Today I finished the first draft of our research paper and emailed it to Lizzy and Susan. Lizzy checked it over and fixed some of the data tables. Susan has not responded back yet.
I spent the rest of the day helping VIc with her project. I did the same thing I did yesterday, using GazeTag to code fixations. However, we discovered that we accidently coded the several different objects under the same name for the first trial we did, so I will have to redo that if I have time. I have 24 videos to code, so I have a lot of work ahead of me. One of the videos I have to code is a video of a person playing Fireboy and Watergirl. The actual video game screen looks like this:
However, the video of the videogame was taken by a portable eyetracker, which has really bad video quality. Thus, the video I was trying to code looked like this:
Yes, that’s the same level as in the other picture. I’m supposed to tell the program where the subject is looking at (where the two black lines meet).
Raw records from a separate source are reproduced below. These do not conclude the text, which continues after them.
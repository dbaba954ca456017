// Structural codec for ID3v2 tags: header, extended header, frames and
// footer, in and out of bytes, across v2.2/v2.3/v2.4.

#[macro_use]
extern crate lazy_static;

mod config;
mod encoding;
mod frame;
mod frames;
mod regex;
mod structure;
mod tag;
mod tools;

#[cfg(test)]
mod tests;

pub use crate::config::Config;
pub use crate::encoding::Encoding;
pub use crate::frame::{Frame, FrameFactory, FrameHeader, FrameStep, SkipReason};
pub use crate::frames::{CommentFrame, StandardFrameFactory, TextFrame, UnknownFrame};
pub use crate::structure::{ExtendedHeader, Footer, Header};
pub use crate::tag::{ReadStyle, Tag};

use std::io;

#[derive(Debug)]
pub enum Error {
    IOError(io::Error),
    // a fixed structure did not decode: bad identifier, illegal flags,
    // non-synch-safe size byte
    FormatError(String),
    // a setter was handed a value outside its allowed bounds
    RangeError(String),
    // a feature this library does not support, e.g. compressed frames
    NotImplemented(String),
}

use std::fmt;
impl fmt::Display for Error {
    fn fmt(&self, f: &mut fmt::Formatter) -> fmt::Result {
        match *self {
            Error::IOError(ref e) => write!(f, "IO error: {}", e),
            Error::FormatError(ref e) => write!(f, "Malformed tag data: {}", e),
            Error::RangeError(ref e) => write!(f, "Value out of range: {}", e),
            Error::NotImplemented(ref e) => write!(f, "Not implemented: {}", e),
        }
    }
}

use std::error;
impl error::Error for Error {
    fn source(&self) -> Option<&(dyn error::Error + 'static)> {
        match *self {
            Error::IOError(ref e) => Some(e),
            _ => None,
        }
    }
}

impl From<io::Error> for Error {
    fn from(err: io::Error) -> Error {
        Error::IOError(err)
    }
}
impl Tag {
    pub fn new() -> Tag {
        Tag {
            header: Header::default(),
            extended_header: None,
            frames: Vec::new(),
            performers_role: None,
        }
    }

    /// Reads a tag whose header starts at `position`.
    pub fn read<T: Read + Seek>(
        input: &mut T,
        position: u64,
        style: ReadStyle,
    ) -> Result<Tag, Error> {
        Tag::read_with(input, position, style, &StandardFrameFactory)
    }

    pub fn read_with<T: Read + Seek>(
        input: &mut T,
        position: u64,
        style: ReadStyle,
        factory: &dyn FrameFactory,
    ) -> Result<Tag, Error> {
        input.seek(SeekFrom::Start(position))?;
        let header_data = read_block(input, HEADER_SIZE as usize)?;
        let header = Header::parse(&header_data)?;

        let mut tag = Tag {
            header,
            extended_header: None,
            frames: Vec::new(),
            performers_role: None,
        };

        // a valid tag must contain at least one frame
        if tag.header.tag_size() == 0 {
            return Ok(tag);
        }

        tag.parse_frames(input, position, style, factory)?;
        Ok(tag)
    }

    /// Locates and reads a tag that ends at `end_position` via its footer.
    pub fn read_from_footer<T: Read + Seek>(
        input: &mut T,
        end_position: u64,
        style: ReadStyle,
    ) -> Result<Tag, Error> {
        if end_position < (HEADER_SIZE + FOOTER_SIZE) as u64 {
            return Err(format_error("No room for an ID3v2 tag before this position"));
        }
        input.seek(SeekFrom::Start(end_position - FOOTER_SIZE as u64))?;
        let data = read_block(input, FOOTER_SIZE as usize)?;
        let footer = Footer::parse(&data)?;
        let start = match end_position.checked_sub(footer.complete_tag_size() as u64) {
            Some(s) => s,
            None => {
                return Err(format_error(
                    "Footer declares a tag larger than the data before it",
                ))
            }
        };
        Tag::read(input, start, style)
    }

    fn parse_frames<T: Read + Seek>(
        &mut self,
        input: &mut T,
        position: u64,
        style: ReadStyle,
        factory: &dyn FrameFactory,
    ) -> Result<(), Error> {
        let version = self.header.major_version();
        let tag_size = self.header.tag_size() as usize;
        let header_len = frame_header_size(version);

        let tag_unsynchronized = self.header.is_unsynchronized();
        // with older versions the whole tag is stuffed at once;
        // v2.4 stuffs per frame instead
        let whole_tag_stuffed = tag_unsynchronized && version < 4;

        let eager = whole_tag_stuffed
            || self.header.tag_size() < SMALL_TAG_THRESHOLD
            || style == ReadStyle::LazyPictures
            || self.header.has_extended_header();

        if eager {
            let mut data = read_block(input, tag_size)?;
            if whole_tag_stuffed {
                data = resynch(&data);
            }

            let mut pos = 0usize;
            if self.header.has_extended_header() {
                match ExtendedHeader::parse(&data, version) {
                    Ok(ext) => {
                        let ext_size = ext.size() as usize;
                        if ext_size <= data.len() {
                            pos += ext_size;
                            self.verify_crc(&ext, &data[pos..]);
                            self.extended_header = Some(ext);
                        } else {
                            debug!(
                                "extended header claims {} of {} available bytes; ignoring it",
                                ext_size,
                                data.len()
                            );
                        }
                    }
                    Err(e) => debug!("unreadable extended header: {}", e),
                }
            }

            let region_end = data.len();
            let limit = region_end.saturating_sub(header_len);
            while pos < limit {
                match factory.create_frame(&data[pos..region_end], version, tag_unsynchronized)? {
                    FrameStep::Frame { frame, consumed } => {
                        pos += consumed;
                        self.push_parsed(frame);
                    }
                    FrameStep::Skip { consumed, reason } => {
                        debug!("skipped frame data at offset {}: {:?}", pos, reason);
                        if consumed == 0 {
                            break;
                        }
                        pos += consumed;
                    }
                    FrameStep::End => break,
                }
            }
        } else {
            // lazy: pull one frame at a time from the backing source
            let region_start = position + HEADER_SIZE as u64;
            let region_end = region_start + tag_size as u64;
            let limit = region_end - header_len as u64;
            let mut offset = region_start;
            while offset < limit {
                input.seek(SeekFrom::Start(offset))?;
                let mut chunk = read_block(input, header_len)?;
                if chunk.len() < header_len || chunk[0] == 0x00 {
                    break;
                }
                let frame_header = match FrameHeader::parse(&chunk, version) {
                    Ok(h) => h,
                    // ran into padding or garbage
                    Err(_) => break,
                };
                let room = (region_end - offset - header_len as u64) as usize;
                let content_len = (frame_header.size as usize).min(room);
                chunk.append(&mut read_block(input, content_len)?);

                match factory.create_frame(&chunk, version, tag_unsynchronized)? {
                    FrameStep::Frame { frame, consumed } => {
                        offset += consumed as u64;
                        self.push_parsed(frame);
                    }
                    FrameStep::Skip { consumed, reason } => {
                        debug!("skipped frame data at offset {}: {:?}", offset, reason);
                        if consumed == 0 {
                            break;
                        }
                        offset += consumed as u64;
                    }
                    FrameStep::End => break,
                }
            }
        }

        if version < 4 {
            self.fold_legacy_dates();
        }
        Ok(())
    }

    fn push_parsed(&mut self, frame: Box<dyn Frame>) {
        // empty frames carry no information
        if frame.size() == 0 {
            debug!("discarding empty {} frame", frame.id());
            return;
        }
        self.performers_role = None;
        self.frames.push(frame);
    }

    fn verify_crc(&self, ext: &ExtendedHeader, frame_data: &[u8]) {
        if let Some(expected) = ext.crc32() {
            let actual = checksum_ieee(frame_data);
            if actual != expected {
                warn!(
                    "extended header CRC mismatch: stored {:#010X}, computed {:#010X}",
                    expected, actual
                );
            }
        }
    }

    // v2.3 spreads the recording date over TYER/TDAT/TIME; fold those into
    // the single timestamp field newer readers expect
    fn fold_legacy_dates(&mut self) {
        let mut year: Option<usize> = None;
        let mut date: Option<usize> = None;
        let mut time: Option<usize> = None;
        for (i, frame) in self.frames.iter().enumerate() {
            match frame.id() {
                "TDRC" | "TYER" if year.is_none() => year = Some(i),
                "TDAT" if date.is_none() => date = Some(i),
                "TIME" if time.is_none() => time = Some(i),
                _ => (),
            }
        }
        let (year_idx, date_idx) = match (year, date) {
            (Some(y), Some(d)) => (y, d),
            _ => return,
        };
        let year_text = match self.frames[year_idx].text() {
            Some(t) => t,
            None => return,
        };
        if year_text.len() != 4 {
            return;
        }
        let date_text = match self.frames[date_idx].text() {
            Some(t) => t,
            None => return,
        };
        if !is_four_digits(&date_text) {
            return;
        }

        let mut stamp = format!(
            "{}-{}-{}",
            year_text,
            &date_text[0..2],
            &date_text[2..4]
        );
        if let Some(time_idx) = time {
            if let Some(time_text) = self.frames[time_idx].text() {
                if is_four_digits(&time_text) {
                    stamp = format!("{}T{}:{}", stamp, &time_text[0..2], &time_text[2..4]);
                }
            }
        }

        self.frames[year_idx].set_text(&stamp);
        self.frames.remove(date_idx);
        self.performers_role = None;
    }

    /// Serializes the whole tag: header, frame data, padding or footer.
    pub fn render(&mut self, config: &Config) -> Result<Vec<u8>, Error> {
        // a tag carrying a footer is necessarily v2.4
        let version = if self.header.has_footer() {
            4
        } else {
            config.render_version(self.header.major_version())
        };
        self.header.set_major_version(version)?;
        // extended headers are never written back
        self.header.set_extended_header(false)?;

        let tag_unsynchronized = self.header.is_unsynchronized();

        let mut data = Vec::new();
        for frame in self.frames.iter_mut() {
            if tag_unsynchronized && version >= 4 {
                frame.header_mut().is_unsynchronized = true;
            }
            if frame.header().drop_after_tag_alteration {
                debug!("dropping {} frame marked discard-on-alteration", frame.id());
                continue;
            }
            match frame.render(version) {
                Ok(bytes) => data.extend_from_slice(&bytes),
                Err(Error::NotImplemented(reason)) => {
                    debug!("frame left out of rendered tag: {}", reason);
                }
                Err(e) => return Err(e),
            }
        }

        if tag_unsynchronized && version < 4 {
            data = unsynch(&data);
        }

        if self.header.has_footer() {
            // the footer marks the exact end of the tag, so no padding
            self.header.set_tag_size(data.len() as u32)?;
            let mut vec = self.header.render();
            vec.append(&mut data);
            vec.extend_from_slice(&Footer::from_header(&self.header).render());
            return Ok(vec);
        }

        // reuse the old on-disk size when the new data still fits,
        // otherwise open up a fresh block of padding
        if data.len() < self.header.tag_size() as usize {
            data.resize(self.header.tag_size() as usize, 0);
        } else {
            data.resize(data.len() + PADDING_BLOCK, 0);
        }

        self.header.set_tag_size(data.len() as u32)?;
        let mut vec = self.header.render();
        vec.append(&mut data);
        Ok(vec)
    }

    pub fn header(&self) -> &Header {
        &self.header
    }

    pub fn header_mut(&mut self) -> &mut Header {
        &mut self.header
    }

    pub fn extended_header(&self) -> Option<&ExtendedHeader> {
        self.extended_header.as_ref()
    }

    // the version this tag resolves to under `config`
    pub fn version(&self, config: &Config) -> u8 {
        if config.force_default_version {
            config.default_version
        } else {
            self.header.major_version()
        }
    }

    pub fn is_empty(&self) -> bool {
        self.frames.is_empty()
    }

    pub fn frames(&self) -> &[Box<dyn Frame>] {
        &self.frames
    }

    pub fn frames_by_id(&self, id: &str) -> Vec<&dyn Frame> {
        self.frames
            .iter()
            .filter(|f| f.id() == id)
            .map(|f| f.as_ref())
            .collect()
    }

    pub fn add_frame(&mut self, frame: Box<dyn Frame>) {
        self.performers_role = None;
        self.frames.push(frame);
    }

    pub fn remove_frame(&mut self, index: usize) -> Option<Box<dyn Frame>> {
        if index >= self.frames.len() {
            return None;
        }
        self.performers_role = None;
        Some(self.frames.remove(index))
    }

    pub fn remove_frames(&mut self, id: &str) {
        self.performers_role = None;
        self.frames.retain(|f| f.id() != id);
    }

    // swaps out the first frame sharing the identifier, or appends
    pub fn replace_frame(&mut self, frame: Box<dyn Frame>) {
        self.performers_role = None;
        match self.frames.iter().position(|f| f.id() == frame.id()) {
            Some(i) => self.frames[i] = frame,
            None => self.frames.push(frame),
        }
    }

    // clones every frame into `target`; overwrite clears its list first
    pub fn copy_to(&self, target: &mut Tag, overwrite: bool) {
        if overwrite {
            target.frames.clear();
        }
        target.performers_role = None;
        for frame in &self.frames {
            target.frames.push(frame.boxed_clone());
        }
    }

    // role/person pairs from the TMCL and TIPL frames, computed once and
    // cached until a frame mutation invalidates it
    pub fn performers_role(&mut self) -> &[(String, String)] {
        let frames = &self.frames;
        self.performers_role
            .get_or_insert_with(|| {
                let mut roles = Vec::new();
                for frame in frames {
                    match frame.id() {
                        "TMCL" | "TIPL" => {
                            let values = frame.value_list();
                            for pair in values.chunks(2) {
                                if pair.len() == 2 && !pair[1].is_empty() {
                                    roles.push((pair[0].clone(), pair[1].clone()));
                                }
                            }
                        }
                        _ => (),
                    }
                }
                roles
            })
            .as_slice()
    }

    pub fn comment(&self) -> Option<String> {
        self.frames
            .iter()
            .find(|f| f.id() == "COMM")
            .and_then(|f| f.text())
    }

    pub fn lyrics(&self) -> Option<String> {
        self.frames
            .iter()
            .find(|f| f.id() == "USLT")
            .and_then(|f| f.text())
    }

    pub fn set_comment(&mut self, text: Option<&str>, config: &Config) {
        self.set_comment_like("COMM", text, config);
    }

    pub fn set_lyrics(&mut self, text: Option<&str>, config: &Config) {
        self.set_comment_like("USLT", text, config);
    }

    fn set_comment_like(&mut self, id: &str, text: Option<&str>, config: &Config) {
        self.performers_role = None;
        let text = match text {
            Some(t) if !t.is_empty() => t,
            _ => {
                self.frames.retain(|f| f.id() != id);
                return;
            }
        };
        if let Some(frame) = self.frames.iter_mut().find(|f| f.id() == id) {
            frame.set_text(text);
            return;
        }
        self.frames.push(Box::new(CommentFrame::new(
            id,
            config.default_language,
            text,
            config.default_encoding,
        )));
    }
}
For this fixation, I said the subject was looking at Watergirl (the blue smudge). All the videos have this bad quality. However, I found some interesting patterns. For example in the video games, I noticed the subject mostly fixates ahead or between the characters. For the pictures, I notices the subjects mostly fixated on people’s faces, especially the people in the center, even when there were interesting details going on in the background. However, when shown a picture of a car with a face, the subjects mostly fixated on the hood of the car, not the car’s facial features (eyes, mouth etc.).
I also had to reload our experiment into BeGaze because for some reason, our loaded experiment did not show up on the list of loaded experiments. It wasn’t a big deal, but it was annoying because it took 40 minutes to load.